Two . Algorithm is introduced
First, let's define
D S T : s u p p o r t s e t D_S^T:support\ set DST:support set
D Q T : q u e r y s e t D_Q^T:query\ set DQT:query set
A : element learn xi count Law A: Meta learning algorithm A: element learn xi count Law
ϕ : element learn xi ginseng Count \phi: Meta learning parameters ϕ: element learn xi ginseng Count
θ T : model type ginseng Count \theta_T: Model parameters θT: model type ginseng Count
According to the idea of meta learning , We first pass D S T D_S^T DST Training A The model on f, After updating the output model parameters θ T \theta_T θT, This step is called inner update( Internal update ). After training θ T \theta_T θT Through our query set D Q T D_Q^T DQT To assess the , Calculate the loss of the test L D Q T ( θ T ) L_{D_Q^T}(\theta_T) LDQT(θT), Through the loss we can reflect our algorithm A ϕ A_\phi Aϕ Training ability on , Finally, we minimize and update our parameters according to this test loss ϕ \phi ϕ, This step is called outer update( External update ). These processes are expressed in data : Our algorithm A ϕ A_\phi Aϕ By optimizing the following objectives :
min ϕ E T [ L D Q T ( θ T ) ] = min ϕ E T [ L D Q T ( A ϕ ( D S T ) ) ] \min_\phi E_{T}[L_{D_Q^T}(\theta_T)]=\min_\phi E_{T}[L_{D_Q^T}(A_\phi (D_S^T))] ϕminET[LDQT(θT)]=ϕminET[LDQT(Aϕ(DST))]
If the maml To see if , At the beginning we had an accident ϕ = θ \phi=\theta ϕ=θ, And then through D S T D_S^T DST Training update ( A few steps of gradient descent ) L D S T ( θ ) = 1 ∣ D S T ∣ ∑ ( x , y ) l ( f θ ( x ) , y ) L_{D_S^T}(\theta)=\frac{1}{|D_S^T|}\sum_{(x,y)}l(f_\theta(x),y) LDST(θ)=∣DST∣1∑(x,y)l(fθ(x),y) bring θ = θ T \theta = \theta_T θ=θT, after , take f θ T f_{\theta_T} fθT stay D Q T D_Q^T DQT To test , Get the test loss function L D S T ( θ ) = 1 ∣ D Q T ∣ ∑ ( x ′ , y ′ ) l ( f θ T ( x ′ ) , y ′ ) L_{D_S^T}(\theta)=\frac{1}{|D_Q^T|}\sum_{(x',y')}l(f_{\theta_T}(x'),y') LDST(θ)=∣DQT∣1∑(x′,y′)l(fθT(x′),y′). The minimization goal above the defined value week can be changed to :
min ϕ E T [ L D Q T ( θ − α ∇ L D S T ( θ ) ) ] \min_\phi E_{T}[L_{D_Q^T}(\theta\ -\ \alpha\nabla L_{D_S^T}(\theta))] ϕminET[LDQT(θ − α∇LDST(θ))].

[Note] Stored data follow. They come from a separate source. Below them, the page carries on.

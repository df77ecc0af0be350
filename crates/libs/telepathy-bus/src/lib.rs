//! Message-bus boundary for Telepathy client proxies.
//!
//! Everything a proxy needs from the underlying RPC binding lives here:
//!
//! - **[`Variant`]** and **[`VariantMap`]**, the value model for call
//!   arguments, replies, signal payloads and property maps
//! - **[`DBusError`]**, the (error name, message) pair carried by error
//!   replies, with the well-known names in [`error::names`]
//! - **[`Bus`]**, the async trait issuing method calls and delivering signals
//! - **[`MockBus`]**, a scriptable in-process bus for tests
//!
//! Property bulk-fetch is an ordinary [`Bus::call`] to
//! `org.freedesktop.DBus.Properties.GetAll`; see [`Bus::get_all`].

pub mod bus;
pub mod error;
pub mod variant;

pub use bus::{
    Bus, MethodCall, Signal, SignalReceiver, DBUS_INTERFACE, DBUS_PATH, DBUS_SERVICE,
    PROPERTIES_INTERFACE,
};
pub use error::DBusError;
pub use variant::{Variant, VariantMap, VariantMapExt};

mod mock;
pub use mock::MockBus;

Come here ,meta End of part of , Then there is the federal learning section . How to combine them ? The author thinks of every client in query set After the test , Gain the loss of the test , At the same time, the corresponding gradient is calculated according to this loss , Send this gradient to the server , After the average gradient of the server , Update the parameters of the server according to this gradient , Finally, pass the parameters back to the client , That is, the client performs inner update and outer update( Only gradient calculation ), On the server outer update( Merge gradient updates ).
The algorithm process is shown in the figure 
Here to maml as well as meta learning I'm not sure , as well as query set and support set If you have any questions, please see my previous blog Click here .
Four . Code explanation
Of this algorithm github Address here , A large part of the code is to realize the interaction between the client and the server , I won't go into details here , Focus on the client training process and the server update process .

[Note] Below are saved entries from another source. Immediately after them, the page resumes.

use std::sync::Arc;

use telepathy_bus::{VariantMap, VariantMapExt};

use crate::constants::CONTACT_ATTR_ALIAS;
use crate::handles::ReferencedHandles;

/// A resolved contact on one connection.
///
/// Contacts are shared: resolving the same handle twice on one connection
/// yields the same `Arc<Contact>` while any holder keeps it alive. The
/// contact keeps its handle referenced.
pub struct Contact {
    handle: ReferencedHandles,
    id: String,
    alias: String,
    attributes: VariantMap,
}

pub type ContactPtr = Arc<Contact>;

impl Contact {
    pub(crate) fn new(handle: ReferencedHandles, id: String, attributes: VariantMap) -> Self {
        let alias = attributes
            .str_value(CONTACT_ATTR_ALIAS)
            .map(str::to_owned)
            .unwrap_or_else(|| id.clone());
        Self {
            handle,
            id,
            alias,
            attributes,
        }
    }

    pub fn handle(&self) -> u32 {
        self.handle.first().unwrap_or_default()
    }

    pub fn referenced_handle(&self) -> &ReferencedHandles {
        &self.handle
    }

    pub fn id(&self) -> &str {
        &self.id
    }

    /// The alias, or the identifier when the service reports none.
    pub fn alias(&self) -> &str {
        &self.alias
    }

    pub fn attributes(&self) -> &VariantMap {
        &self.attributes
    }
}

impl std::fmt::Debug for Contact {
    fn fmt(&self, f: &mut std::fmt::Formatter<'_>) -> std::fmt::Result {
        f.debug_struct("Contact")
            .field("handle", &self.handle())
            .field("id", &self.id)
            .finish()
    }
}

/// Outcome of resolving a batch of handles.
#[derive(Clone, Debug, Default)]
pub struct ResolvedContacts {
    pub contacts: Vec<ContactPtr>,
    pub invalid_handles: Vec<u32>,
}

impl ResolvedContacts {
    pub fn get(&self, handle: u32) -> Option<&ContactPtr> {
        self.contacts.iter().find(|contact| contact.handle() == handle)
    }
}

First, let's look at the training of the client ( Corresponding inner update)
for batch_idx, (x, y) in enumerate(support_data_loader):
x, y = x.to(self.device), y.to(self.device)
num_sample = y.size(0)
pred = self.model(x)
loss = self.criterion(pred, y)
# assessment
correct = self.count_correct(pred, y)
# Write related records , This loss It's average
support_loss.append(loss.item())
support_correct.append(correct)
support_num_sample.append(num_sample)
# Calculation loss About the derivative of the current parameter , And update the parameters of the current network ( Back to model)
loss_sum += loss * num_sample
grads = torch.autograd.grad(loss_sum / sum(support_num_sample), list(self.model.parameters()), create_graph=True, retain_graph=True)

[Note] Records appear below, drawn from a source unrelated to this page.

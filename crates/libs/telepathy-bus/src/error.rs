use serde::{Deserialize, Serialize};

/// Well-known error names.
pub mod names {
    pub const NOT_AVAILABLE: &str = "org.freedesktop.Telepathy.Error.NotAvailable";
    pub const NOT_IMPLEMENTED: &str = "org.freedesktop.Telepathy.Error.NotImplemented";
    pub const NOT_YET: &str = "org.freedesktop.Telepathy.Error.NotYet";
    pub const INVALID_ARGUMENT: &str = "org.freedesktop.Telepathy.Error.InvalidArgument";
    pub const INVALID_HANDLE: &str = "org.freedesktop.Telepathy.Error.InvalidHandle";
    pub const DISCONNECTED: &str = "org.freedesktop.Telepathy.Error.Disconnected";
    pub const NETWORK_ERROR: &str = "org.freedesktop.Telepathy.Error.NetworkError";
    pub const AUTHENTICATION_FAILED: &str = "org.freedesktop.Telepathy.Error.AuthenticationFailed";
    pub const ENCRYPTION_ERROR: &str = "org.freedesktop.Telepathy.Error.EncryptionError";
    pub const CANCELLED: &str = "org.freedesktop.Telepathy.Error.Cancelled";
    pub const TERMINATED: &str = "org.freedesktop.Telepathy.Error.Terminated";
    pub const ORPHANED: &str = "org.freedesktop.Telepathy.Qt.Error.Orphaned";
    pub const OBJECT_REMOVED: &str = "org.freedesktop.Telepathy.Qt.Error.ObjectRemoved";
    pub const INCONSISTENT: &str = "org.freedesktop.Telepathy.Qt.Error.Inconsistent";
    pub const NOT_YOURS: &str = "org.freedesktop.Telepathy.Error.NotYours";
    pub const OFFLINE: &str = "org.freedesktop.Telepathy.Error.Offline";
    pub const BUSY: &str = "org.freedesktop.Telepathy.Error.Busy";
    pub const NO_ANSWER: &str = "org.freedesktop.Telepathy.Error.NoAnswer";
    pub const DOES_NOT_EXIST: &str = "org.freedesktop.Telepathy.Error.DoesNotExist";
    pub const PERMISSION_DENIED: &str = "org.freedesktop.Telepathy.Error.PermissionDenied";
    pub const CHANNEL_KICKED: &str = "org.freedesktop.Telepathy.Error.Channel.Kicked";
    pub const CHANNEL_BANNED: &str = "org.freedesktop.Telepathy.Error.Channel.Banned";
    pub const CERT_UNTRUSTED: &str = "org.freedesktop.Telepathy.Error.Cert.Untrusted";
    pub const CERT_EXPIRED: &str = "org.freedesktop.Telepathy.Error.Cert.Expired";
    pub const CERT_INVALID: &str = "org.freedesktop.Telepathy.Error.Cert.Invalid";
    pub const UNKNOWN_METHOD: &str = "org.freedesktop.DBus.Error.UnknownMethod";
    pub const NAME_HAS_NO_OWNER: &str = "org.freedesktop.DBus.Error.NameHasNoOwner";
}

/// An error reply: a dotted error name plus a human readable message.
///
/// This is the only error shape the bus reports, and the one every readiness
/// future and every invalidation carries.
#[derive(Clone, Debug, PartialEq, Eq, Hash, Serialize, Deserialize, thiserror::Error)]
#[error("{name}: {message}")]
pub struct DBusError {
    pub name: String,
    pub message: String,
}

impl DBusError {
    pub fn new(name: impl Into<String>, message: impl Into<String>) -> Self {
        Self {
            name: name.into(),
            message: message.into(),
        }
    }

    pub fn not_available(message: impl Into<String>) -> Self {
        Self::new(names::NOT_AVAILABLE, message)
    }

    pub fn invalid_argument(message: impl Into<String>) -> Self {
        Self::new(names::INVALID_ARGUMENT, message)
    }

    pub fn disconnected(message: impl Into<String>) -> Self {
        Self::new(names::DISCONNECTED, message)
    }

    pub fn unknown_method(message: impl Into<String>) -> Self {
        Self::new(names::UNKNOWN_METHOD, message)
    }

    pub fn is(&self, name: &str) -> bool {
        self.name == name
    }

    /// Returns `true` for batch failures that may be caused by a single bad
    /// element, so retrying the batch one element at a time is worthwhile.
    pub fn allows_fallback(&self) -> bool {
        matches!(
            self.name.as_str(),
            names::INVALID_HANDLE | names::INVALID_ARGUMENT | names::NOT_AVAILABLE
        )
    }

    /// Returns `true` for transient errors that may succeed on retry.
    pub fn is_retryable(&self) -> bool {
        matches!(
            self.name.as_str(),
            names::NOT_YET | names::NETWORK_ERROR | names::DISCONNECTED
        )
    }
}

#[cfg(test)]
mod tests {
    use super::*;

    #[test]
    fn display_joins_name_and_message() {
        let err = DBusError::new("Foo.Error", "bus gone");
        assert_eq!(err.to_string(), "Foo.Error: bus gone");
    }

    #[test]
    fn fallback_errors() {
        assert!(DBusError::new(names::INVALID_HANDLE, "").allows_fallback());
        assert!(DBusError::invalid_argument("").allows_fallback());
        assert!(DBusError::not_available("").allows_fallback());
        assert!(!DBusError::disconnected("").allows_fallback());
        assert!(DBusError::disconnected("").is_retryable());
    }

    #[test]
    fn serde_shape() {
        let err = DBusError::new(names::CANCELLED, "closed");
        let json = serde_json::to_value(&err).expect("serialize");
        assert_eq!(json["name"], names::CANCELLED);
        let back: DBusError = serde_json::from_value(json).expect("deserialize");
        assert_eq!(back, err);
    }
}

for p, g in zip(self.model.parameters(), grads):
p.data.add_(g.data, alpha=-self.inner_lr)
This is based on support set updated , first for A loop is a calculation of the gradient , the second for A loop is an update parameter
The updated parameters will be used for query set Calculate the loss on (outer update Gradient calculation part of )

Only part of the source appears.